(YOUR ASSIGNMENT) Each record that follows must be reproduced exactly.

(INPUT FOR THIS TASK)
- Opening Delimiter -

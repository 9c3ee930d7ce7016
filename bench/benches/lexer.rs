use criterion::{criterion_group, criterion_main, Criterion};
use glos::{lexer, token::TokenKind};
use std::hint::black_box;

static INPUTS: [&str; 3] = [
    include_str!("../../demos/fib.glos"),
    include_str!("../../demos/shadowing.glos"),
    include_str!("../../demos/apply.glos"),
];

fn lexer(input: &str) {
    let mut i = 0;
    for token in lexer::Lexer::new(input) {
        let token = token.unwrap();
        if matches!(token.kind, TokenKind::Eof) {
            break;
        }
        i += 1;
    }
    black_box(i);
}

fn criterion_benchmark(c: &mut Criterion) {
    let input = INPUTS.concat();
    c.bench_function("lexer", |b| {
        b.iter(|| {
            black_box(lexer(black_box(&input)));
        })
    });
}

criterion_group!(benches, criterion_benchmark);
criterion_main!(benches);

- Closing Delimiter -

(COMPLETED EXERCISE)
repository 9c3ee930d7ce7016
filename bench/benches/lexer.rs
use criterion::{criterion_group, criterion_main, Criterion};
use glos::{lexer, token::TokenKind};
use std::hint::black_box;

static INPUTS: [&str; 3] = [
    include_str!("../../demos/fib.glos"),
    include_str!("../../demos/shadowing.glos"),
    include_str!("../../demos/apply.glos"),
];

fn lexer(input: &str) {
    let mut i = 0;
    for token in lexer::Lexer::new(input) {
        let token = token.unwrap();
        if matches!(token.kind, TokenKind::Eof) {
            break;
        }
        i += 1;
    }
    black_box(i);
}

fn criterion_benchmark(c: &mut Criterion) {
    let input = INPUTS.concat();
    c.bench_function("lexer", |b| {
        b.iter(|| {
            black_box(lexer(black_box(&input)));
        })
    });
}

criterion_group!(benches, criterion_benchmark);
criterion_main!(benches);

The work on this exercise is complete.